"""

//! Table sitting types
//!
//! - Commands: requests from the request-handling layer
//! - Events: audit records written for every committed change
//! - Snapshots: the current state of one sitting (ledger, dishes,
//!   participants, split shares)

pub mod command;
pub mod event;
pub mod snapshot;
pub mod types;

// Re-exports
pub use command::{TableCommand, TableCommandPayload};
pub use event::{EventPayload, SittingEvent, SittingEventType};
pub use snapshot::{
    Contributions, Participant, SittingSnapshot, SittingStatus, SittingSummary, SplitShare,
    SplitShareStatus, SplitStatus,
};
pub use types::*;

"""
"""

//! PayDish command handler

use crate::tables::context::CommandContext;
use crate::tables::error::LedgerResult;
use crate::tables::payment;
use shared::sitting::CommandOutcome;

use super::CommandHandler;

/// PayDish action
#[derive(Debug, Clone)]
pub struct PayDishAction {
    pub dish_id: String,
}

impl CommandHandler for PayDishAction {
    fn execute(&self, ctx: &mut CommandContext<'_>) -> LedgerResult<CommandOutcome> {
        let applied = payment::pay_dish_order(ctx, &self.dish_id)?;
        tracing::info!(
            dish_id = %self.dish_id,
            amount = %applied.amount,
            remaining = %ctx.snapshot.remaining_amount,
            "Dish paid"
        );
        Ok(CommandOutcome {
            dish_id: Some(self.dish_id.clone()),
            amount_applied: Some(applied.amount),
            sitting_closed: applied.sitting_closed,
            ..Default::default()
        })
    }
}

"""

## WORK INSTRUCTIONS
Repeat, word for word, the lines above between the line holding "- Snapshots: the" and the line holding "pub use types::*;", inclusive; omit everything else.

## SOLUTION BELOW
//! - Snapshots: the current state of one sitting (ledger, dishes,
//!   participants, split shares)

pub mod command;
pub mod event;
pub mod snapshot;
pub mod types;

// Re-exports
pub use command::{TableCommand, TableCommandPayload};
pub use event::{EventPayload, SittingEvent, SittingEventType};
pub use snapshot::{
    Contributions, Participant, SittingSnapshot, SittingStatus, SittingSummary, SplitShare,
    SplitShareStatus, SplitStatus,
};
pub use types::*;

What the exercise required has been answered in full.